Ezra Pound trumpeted: “As regarding rhythm: [we wish] to compose in the sequence of the musical phrase, and not in the sequence of a metronome.” For they felt that the high price of conformation to a regular meter resulted in the mechanical deadening of poetry, and that other rhythms were possible, which would “correspond exactly to the emotion or shade of emotion to be expressed,” as Pound went on to say. Such correspondence can be independent of meter, as John Hubert Scott has said: “Rhythm in general and in all its finest manifestations is independent of meter.” For rhythm depends upon “the feeling… arising from the content,” in Otsuji’s words.
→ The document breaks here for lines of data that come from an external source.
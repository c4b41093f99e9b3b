use std::cell::Cell;
use ahash::AHashMap as HashMap;
use std::hash::Hash;
use itertools::Itertools;

/// Disjoint sets over `0..n`. The representative of a class is 
/// always its smallest member.
pub struct UnionFind { 
    p: Vec<Cell<usize>>
}

impl UnionFind { 
    pub fn new(n: usize) -> Self { 
        Self { p: (0..n).map(Cell::new).collect() }
    }

    pub fn size(&self) -> usize { 
        self.p.len()
    }

    pub fn root(&self, i: usize) -> usize { 
        let p = self.p[i].get();
        if p == i { 
            return i
        }
        let r = self.root(p);
        self.p[i].set(r);
        r
    }
    
    pub fn is_same(&self, i: usize, j: usize) -> bool { 
        self.root(i) == self.root(j)
    }

    pub fn union(&mut self, i: usize, j: usize) {
        let ri = self.root(i);
        let rj = self.root(j);

        if ri < rj { 
            self.p[rj].set(ri)
        } else if rj < ri { 
            self.p[ri].set(rj)
        }
    }

    pub fn classes(&self) -> Vec<Vec<usize>> { 
        (0..self.size())
            .into_group_map_by(|&i| self.root(i))
            .into_iter()
            .sorted_by_key(|&(r, _)| r)
            .map(|(_, l)| l)
            .collect()
    }
}

/// `UnionFind` over arbitrary hashable keys, 
/// registered on first use.
pub struct KeyedUnionFind<X> where X: Eq + Hash + Clone { 
    inner: UnionFind,
    keys: Vec<X>,
    dict: HashMap<X, usize>
}

impl<X> KeyedUnionFind<X> where X: Eq + Hash + Clone { 
    pub fn new() -> Self { 
        Self { inner: UnionFind::new(0), keys: vec![], dict: HashMap::new() }
    }

    fn index_or_insert(&mut self, x: &X) -> usize { 
        if let Some(&i) = self.dict.get(x) { 
            return i
        }
        let i = self.keys.len();
        self.inner.p.push(Cell::new(i));
        self.keys.push(x.clone());
        self.dict.insert(x.clone(), i);
        i
    }

    pub fn union(&mut self, x: &X, y: &X) { 
        let i = self.index_or_insert(x);
        let j = self.index_or_insert(y);
        self.inner.union(i, j)
    }

    /// The first-registered key in the class of `x`, 
    /// or `x` itself if it was never registered.
    pub fn root(&self, x: &X) -> X { 
        match self.dict.get(x) { 
            Some(&i) => self.keys[self.inner.root(i)].clone(),
            None => x.clone()
        }
    }

    pub fn is_same(&self, x: &X, y: &X) -> bool { 
        self.root(x) == self.root(y)
    }

    pub fn classes(&self) -> Vec<Vec<X>> { 
        self.inner.classes().into_iter().map(|c| 
            c.into_iter().map(|i| self.keys[i].clone()).collect()
        ).collect()
    }
}

impl<X> Default for KeyedUnionFind<X> where X: Eq + Hash + Clone { 
    fn default() -> Self {
        Self::new()
    }
}

#[cfg(test)]
mod tests { 
    use super::*;

    #[test]
    fn union_find() { 
        let mut u = UnionFind::new(6);
        u.union(4, 2);
        u.union(2, 5);
        u.union(0, 1);

        assert!(u.is_same(4, 5));
        assert!(!u.is_same(1, 2));
        assert_eq!(u.root(5), 2);
        assert_eq!(u.classes(), vec![vec![0, 1], vec![2, 4, 5], vec![3]]);
    }

    #[test]
    fn keyed() { 
        let mut u = KeyedUnionFind::new();
        u.union(&"c", &"a");
        u.union(&"b", &"d");
        u.union(&"a", &"d");

        assert!(u.is_same(&"c", &"b"));
        assert_eq!(u.root(&"b"), "c");
        assert_eq!(u.root(&"z"), "z");
        assert_eq!(u.classes().len(), 1);
    }
}
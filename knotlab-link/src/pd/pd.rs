use std::collections::HashSet;
use std::fmt::Display;
use ahash::AHashMap;
use delegate::delegate;
use itertools::Itertools;
use knotlab::{KeyedUnionFind, Sign};

use super::{Edge, Entity};
use Entity::{P, X, Xp, Xm, V};

/// Planar diagram code, a list of entities sharing edge labels.
///
/// ```text
///  3   2
///   \ /
///    \      = X(0, 1, 2, 3)
///   / \
///  0   1
/// ```
///
/// Every edge label occurs exactly twice.
#[derive(Debug, Clone, PartialEq, Eq, Hash, Default)]
pub struct Pd {
    data: Vec<Entity>
}

impl Pd {
    pub fn new(data: Vec<Entity>) -> Self {
        let pd = Self { data };
        pd.validate();
        pd
    }

    fn validate(&self) {
        let counts = self.data.iter().flat_map(|x| x.edges()).counts();
        for (e, c) in counts {
            assert_eq!(c, 2, "edge {e} appears {c} times in {self}.");
        }
    }

    pub fn from_pd_code<I>(pd_code: I) -> Self
    where I: IntoIterator<Item = [Edge; 4]> {
        Self::new(pd_code.into_iter().map(X).collect())
    }

    pub fn empty() -> Self {
        Self { data: vec![] }
    }

    pub fn data(&self) -> &[Entity] {
        &self.data
    }

    pub fn into_data(self) -> Vec<Entity> {
        self.data
    }

    delegate! {
        to self.data {
            pub fn len(&self) -> usize;
            pub fn is_empty(&self) -> bool;
            pub fn iter(&self) -> std::slice::Iter<'_, Entity>;
        }
    }

    pub fn crossing_num(&self) -> usize {
        self.data.iter().filter(|x| x.is_crossing()).count()
    }

    pub fn virtual_num(&self) -> usize {
        self.data.iter().filter(|x| x.is_virtual()).count()
    }

    pub fn is_classical(&self) -> bool {
        self.virtual_num() == 0
    }

    /// No `X` entities. An empty diagram is oriented.
    pub fn is_oriented(&self) -> bool {
        self.data.iter().all(|x| x.is_oriented())
    }

    pub fn crossing_signs(&self) -> Vec<Sign> {
        assert!(self.is_oriented(), "{self} is not oriented.");
        self.data.iter().filter_map(|x| x.sign()).collect()
    }

    pub fn signed_crossing_nums(&self) -> (usize, usize) {
        let signs = self.crossing_signs().into_iter().counts();
        let pos = signs.get(&Sign::Pos).cloned().unwrap_or(0);
        let neg = signs.get(&Sign::Neg).cloned().unwrap_or(0);
        (pos, neg)
    }

    pub fn writhe(&self) -> i64 {
        let (p, n) = self.signed_crossing_nums();
        (p as i64) - (n as i64)
    }

    pub fn mirror(&self) -> Self {
        let data = self.data.iter().map(|x| x.mirror()).collect();
        Self { data }
    }

    pub fn edges(&self) -> HashSet<Edge> {
        self.data.iter().flat_map(|x| x.edges()).cloned().collect()
    }

    pub fn max_edge(&self) -> Option<Edge> {
        self.data.iter().flat_map(|x| x.edges()).max().cloned()
    }

    /// Edge label -> list of `(entity index, slot)` where it occurs.
    pub fn occurrences(&self) -> AHashMap<Edge, Vec<(usize, usize)>> {
        let mut occ: AHashMap<Edge, Vec<(usize, usize)>> = AHashMap::new();
        for (i, x) in self.data.iter().enumerate() {
            for (j, &e) in x.edges().iter().enumerate() {
                occ.entry(e).or_default().push((i, j));
            }
        }
        occ
    }

    /// The edges of each component, sorted, in order of their minimal edge.
    pub fn components(&self) -> Vec<Vec<Edge>> {
        let mut u = KeyedUnionFind::new();
        for x in self.data.iter() {
            match *x {
                P([a, b]) => u.union(&a, &b),
                X([a, b, c, d]) | Xp([a, b, c, d]) | Xm([a, b, c, d]) | V([a, b, c, d]) => {
                    u.union(&a, &c);
                    u.union(&b, &d);
                }
            }
        }
        u.classes()
            .into_iter()
            .map(|c| c.into_iter().sorted().collect_vec())
            .sorted()
            .collect()
    }

    pub fn is_knot(&self) -> bool {
        self.components().len() == 1
    }

    /// Edge label -> index of the component containing it.
    pub fn component_map(&self) -> AHashMap<Edge, usize> {
        self.components()
            .into_iter()
            .enumerate()
            .flat_map(|(i, c)| c.into_iter().map(move |e| (e, i)))
            .collect()
    }

    /// Groups of entity indices connected through shared edges.
    pub fn pieces(&self) -> Vec<Vec<usize>> {
        let mut u = knotlab::UnionFind::new(self.data.len());
        for occ in self.occurrences().values() {
            if let [(i, _), (j, _)] = occ[..] {
                u.union(i, j);
            }
        }
        u.classes()
    }
}

impl Pd {
    pub fn load(path: &str) -> Result<Pd, Box<dyn std::error::Error>> {
        let json = std::fs::read_to_string(path)?;
        let pd = Self::from_json(&json)?;
        Ok(pd)
    }

    pub fn unknot() -> Pd {
        Pd::new(vec![P([1, 1])])
    }

    pub fn trefoil() -> Pd {
        Pd::new(vec![Xp([1, 3, 6, 4]), Xp([3, 5, 2, 6]), Xp([5, 1, 4, 2])])
    }

    pub fn figure8() -> Pd {
        Pd::new(vec![Xp([4, 2, 5, 1]), Xp([8, 6, 1, 5]), Xm([3, 7, 4, 6]), Xm([7, 3, 8, 2])])
    }

    pub fn hopf_link() -> Pd {
        Pd::new(vec![Xp([2, 4, 3, 1]), Xp([4, 2, 1, 3])])
    }

    /// The virtual trefoil, one virtual and two positive crossings.
    pub fn virtual_trefoil() -> Pd {
        Pd::new(vec![Xp([4, 2, 5, 1]), Xp([5, 3, 6, 2]), V([3, 6, 4, 1])])
    }
}

impl FromIterator<Entity> for Pd {
    fn from_iter<T: IntoIterator<Item = Entity>>(iter: T) -> Self {
        Self::new(iter.into_iter().collect())
    }
}

impl Display for Pd {
    fn fmt(&self, f: &mut std::fmt::Formatter<'_>) -> std::fmt::Result {
        write!(f, "PD[{}]", self.data.iter().map(|x| x.to_string()).join(", "))
    }
}

#[cfg(test)]
mod tests {
    use super::*;

    #[test]
    fn init() {
        let pd = Pd::trefoil();
        assert_eq!(pd.len(), 3);
        assert_eq!(pd.crossing_num(), 3);
        assert!(pd.is_oriented());
        assert!(pd.is_classical());
    }

    #[test]
    #[should_panic]
    fn invalid() {
        Pd::new(vec![X([0, 1, 2, 3])]);
    }

    #[test]
    fn empty() {
        let pd = Pd::empty();
        assert!(pd.is_empty());
        assert_eq!(pd.components().len(), 0);
        assert_eq!(pd.writhe(), 0);
    }

    #[test]
    fn writhe() {
        assert_eq!(Pd::trefoil().writhe(), 3);
        assert_eq!(Pd::trefoil().mirror().writhe(), -3);
        assert_eq!(Pd::figure8().writhe(), 0);
        assert_eq!(Pd::hopf_link().writhe(), 2);
        assert_eq!(Pd::unknot().writhe(), 0);
    }

    #[test]
    fn components() {
        assert_eq!(Pd::unknot().components(), vec![vec![1]]);
        assert_eq!(Pd::trefoil().components().len(), 1);
        assert_eq!(Pd::figure8().components().len(), 1);
        assert_eq!(Pd::hopf_link().components(), vec![vec![1, 4], vec![2, 3]]);
        assert!(Pd::virtual_trefoil().is_knot());
    }

    #[test]
    fn unoriented() {
        let pd = Pd::from_pd_code([[1,4,2,5],[3,6,4,1],[5,2,6,3]]);
        assert!(!pd.is_oriented());
        assert_eq!(pd.crossing_num(), 3);
        assert_eq!(pd.components().len(), 1);
    }

    #[test]
    fn pieces() {
        let pd = Pd::new(vec![Xp([2, 4, 3, 1]), Xp([4, 2, 1, 3]), P([5, 5])]);
        assert_eq!(pd.pieces(), vec![vec![0, 1], vec![2]]);
    }

    #[test]
    fn display() {
        assert_eq!(Pd::unknot().to_string(), "PD[P[1, 1]]");
    }
}
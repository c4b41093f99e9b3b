pub mod inv;
pub mod export;
pub mod identify;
My stand is that the rhythm of the thought-flow should be the primary consideration and that vertical rhythm (i.e., stressed and unstressed syllables) should vivify and make a live experience in the poem. Vertical rhythm or meter is not the primary rhythmic factor in poetry. The relationship between the two rhythms is not like of a Christmas bauble on the holiday tree, but much more organic, like the blushing of a beautiful face.
It may be interesting at this point to consider how the Japanese met the problem of gaining interesting texture in the rhythm only from the horizontal elements in their language. According to Otsuji, Japanese poet has depended upon two methods: repetition of line patterns in the longer tanka or waka form of groupings of syllabic combinations in the shorter haiku form.
In Japanese, words of one, two, three, and four syllables predominate…. Possible word combination of two and three syllables or vice versa, or three and four syllables or vice versa are the most common…. The lack of possible variation from stress must be compensated for in Japanese by various syllabic combinations. In waka the first two lines of five and seven syllables were repeated, with a line of seven syllables to gain variety. In a shorter form such repetition is ineffective. If repetition of two and three syllables or three and two syllables is used, still this method is like a child’s play. Variety arising from syllabic combinations rather than from repetition as in waka is the necessary element. Therefore if one wishes to select common yet rich syllabic combinations, the combination of a seven-syllable line with two five-syllable lines, or two five-syllable lines with a seven-syllable line comes to mind. When either of these combinations is rearranged to gain the greatest variety, the result is 5-7-5 combination.